As I say, with all the work being done with functional MRI and other methods, the sites of this memory retrieval are probably already known – I've got to find out where to find this out. Or I don't know, maybe it will just come to me.

But now, here's the point of this post. I bet that other things “just come to us” the same way, things that are not memories. Take, for instance, something that has always puzzled non-religious people who have problems with alcohol – the “higher power.” At some point and alcoholic has to realize that as hard as they try, as much as they try to exert willpower, they can't quit alcohol “by themselves.” Just as reaching for that missing memory isn't susceptible to harder and harder Left Brain work, trying harder and harder not to drink ends in failure. So you have to give up in order to finally win. You have to invoke the help of a “higher power.”

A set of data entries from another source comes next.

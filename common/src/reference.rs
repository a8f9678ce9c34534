//! 参照データベース
//!
//! セッションごとに一度だけ構築し、照合中は変更しない。
//! 組み込みリスト、`Medicine Name` 列を持つ表、または任意の列を
//! 医薬品名として扱う表（アップロード）から作成する。

use crate::column::find_column;
use crate::error::{Error, Result};
use crate::similarity::{normalize, token_sort};
use crate::types::ReferenceEntry;

/// 医薬品名の必須列名
pub const NAME_COLUMN: &str = "Medicine Name";

const PRICE_COLUMN: &str = "Price";
const COMPANY_COLUMN: &str = "Company";
const CATEGORY_COLUMN: &str = "Category";
const PACKAGING_COLUMN: &str = "Packaging";

/// 照合用に正規化済みの参照データ
#[derive(Debug, Clone, Default)]
pub struct ReferenceSet {
    entries: Vec<ReferenceEntry>,
    /// 小文字化・trim済みの名前（検索用）
    normalized: Vec<String>,
    /// 正規化後にトークンを並べ替えた名前（照合用）
    token_sorted: Vec<String>,
}

impl ReferenceSet {
    /// エントリから作成（名前はtrimし、空の名前は除外）
    pub fn new(entries: Vec<ReferenceEntry>) -> Self {
        let entries: Vec<ReferenceEntry> = entries
            .into_iter()
            .filter_map(|mut entry| {
                let trimmed = entry.name.trim();
                if trimmed.is_empty() {
                    return None;
                }
                if trimmed.len() != entry.name.len() {
                    entry.name = trimmed.to_string();
                }
                Some(entry)
            })
            .collect();

        let normalized: Vec<String> = entries.iter().map(|e| normalize(&e.name)).collect();
        let token_sorted = normalized.iter().map(|n| token_sort(n)).collect();

        Self {
            entries,
            normalized,
            token_sorted,
        }
    }

    /// 組み込みの参照リスト
    pub fn builtin() -> Self {
        let rows = [
            ("Paracetamol", 15.0, "Cipla", "Allopathy", "Strip of 10 tablets"),
            ("Ibuprofen", 25.0, "Sun Pharma", "Allopathy", "Strip of 10 tablets"),
            ("Metformin", 35.0, "Torrent", "Allopathy", "Strip of 15 tablets"),
            ("Amoxicillin", 50.0, "Dr Reddy", "Allopathy", "Strip of 10 tablets"),
            ("Ciprofloxacin", 40.0, "Alkem", "Allopathy", "Strip of 10 tablets"),
            ("Cetirizine", 20.0, "Lupin", "Allopathy", "Strip of 15 tablets"),
            ("Omeprazole", 30.0, "Zydus", "Allopathy", "Strip of 10 capsules"),
            ("Atorvastatin", 60.0, "Sun Pharma", "Allopathy", "Strip of 10 tablets"),
            ("Azithromycin", 55.0, "Abbott", "Allopathy", "Strip of 6 tablets"),
            ("Amlodipine", 28.0, "Glenmark", "Allopathy", "Strip of 10 tablets"),
            ("Ashwagandha", 120.0, "Himalaya", "Ayurvedic", "Bottle of 60 capsules"),
            ("Triphala", 90.0, "Baidyanath", "Ayurvedic", "Bottle of 100 g powder"),
            ("Chyawanprash", 250.0, "Dabur", "Ayurvedic", "Bottle of 500 g"),
        ];

        Self::new(
            rows.iter()
                .map(|(name, price, company, category, packaging)| {
                    ReferenceEntry::with_details(name, *price, company, category, packaging)
                })
                .collect(),
        )
    }

    /// `Medicine Name` 列を必須とする表から作成
    pub fn from_table(headers: &[String], rows: &[Vec<String>]) -> Result<Self> {
        let name_index = headers
            .iter()
            .position(|h| h.trim() == NAME_COLUMN)
            .ok_or(Error::MissingNameColumn)?;
        Self::from_named_column(headers, rows, name_index)
    }

    /// 指定列を医薬品名として表から作成（アップロードを参照DBとして使う場合）
    pub fn from_named_column(
        headers: &[String],
        rows: &[Vec<String>],
        name_index: usize,
    ) -> Result<Self> {
        if name_index >= headers.len() {
            return Err(Error::InvalidReference(format!(
                "column index {} out of range ({} columns)",
                name_index,
                headers.len()
            )));
        }

        // 付帯情報の列（名前列と同じ列は使わない）
        let meta = |name: &str| find_column(headers, name).filter(|&i| i != name_index);
        let price_index = meta(PRICE_COLUMN);
        let company_index = meta(COMPANY_COLUMN);
        let category_index = meta(CATEGORY_COLUMN);
        let packaging_index = meta(PACKAGING_COLUMN);

        let cell = |row: &Vec<String>, index: Option<usize>| -> Option<String> {
            index
                .and_then(|i| row.get(i))
                .map(|v| v.trim())
                .filter(|v| !v.is_empty())
                .map(str::to_string)
        };

        let entries = rows
            .iter()
            .map(|row| ReferenceEntry {
                name: row.get(name_index).cloned().unwrap_or_default(),
                price: cell(row, price_index).and_then(|p| p.parse::<f64>().ok()),
                company: cell(row, company_index),
                category: cell(row, category_index),
                packaging: cell(row, packaging_index),
            })
            .collect();

        Ok(Self::new(entries))
    }

    pub fn entries(&self) -> &[ReferenceEntry] {
        &self.entries
    }

    pub fn normalized_names(&self) -> &[String] {
        &self.normalized
    }

    pub fn token_sorted_names(&self) -> &[String] {
        &self.token_sorted
    }

    pub fn len(&self) -> usize {
        self.entries.len()
    }

    pub fn is_empty(&self) -> bool {
        self.entries.is_empty()
    }

    /// 価格情報を持つエントリがあるか
    pub fn has_prices(&self) -> bool {
        self.entries.iter().any(|e| e.price.is_some())
    }
}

I think that that “higher power” is the same thing as waiting for the memory to pop up, except that it's a lot harder. You just can't approach it directly. It's like taking a shot in basketball, or pitching in baseball – it is a sin to “aim it.” You have to let it fly and have faith. Aim it and die.

Of course, before you let it loose and pray, you need to practice a lot. You need to get a feel for the process and do lots of reps. But then in the end it just comes. You meet with others and think and talk about alcohol, and what role it plays, and how it is destructive, and what it means to you, and how fearful you are if you don't have access to it – and then you just have to hope that “it” comes. Where will it come from? The Right Brain? I think so. With the Right Brain, all the work is in preparation. If you never knew the name you are looking for in the first place, it won't come; if you haven't studied and thought and discussed about alcohol and overcome your shame and self-accusation, it won't come; if you haven't thrown up 10,000 shots from 28 feet (wait, that's a gross underestimate, but you get the point), it won't come. But when it does come, we experience it as a gift.

Maybe this is what people mean when they say that God is within you. Maybe this is what comes when you pray and you see the light. Maybe this is like what comes from dreams, another mysterious working of the brain that isn't just brute logic, something that kind of edges in there. Maybe this is what they say when they say dieting doesn't work, you just have to edge up to best practices of living. Maybe it's all those things.

Like relativity came to Einstein after he thought and thought about it from his childhood story of what it would be like to ride a light wave and it kind of burrowed into this head, and he worked so hard to see clocks and trains and mathematics and physics research, and then it just came. He had his Eureka! Moment, and he experienced it as a gift.

The mind is a mysterious thing. My old professor of biology, George Wald, said that the two big biological challenges of our time would be the secret of creation of life – organic molecules in a soup and lightening striking – and the secrets of the brain, and that the first would be solved in our lifetimes but the second not. Well, the first still isn't solved, which comes as a surprise. Maybe it's harder than we thought. It is true that the problem of the brain won't be solved for a long time, certainly, but recent progress has been astounding. I have to learn more about it. Meanwhile, I wouldn't be surprised if sometime soon the problem of where these popup thoughts come from will be solved. Some brain scientist will work very hard on it and then one night it will just come to him.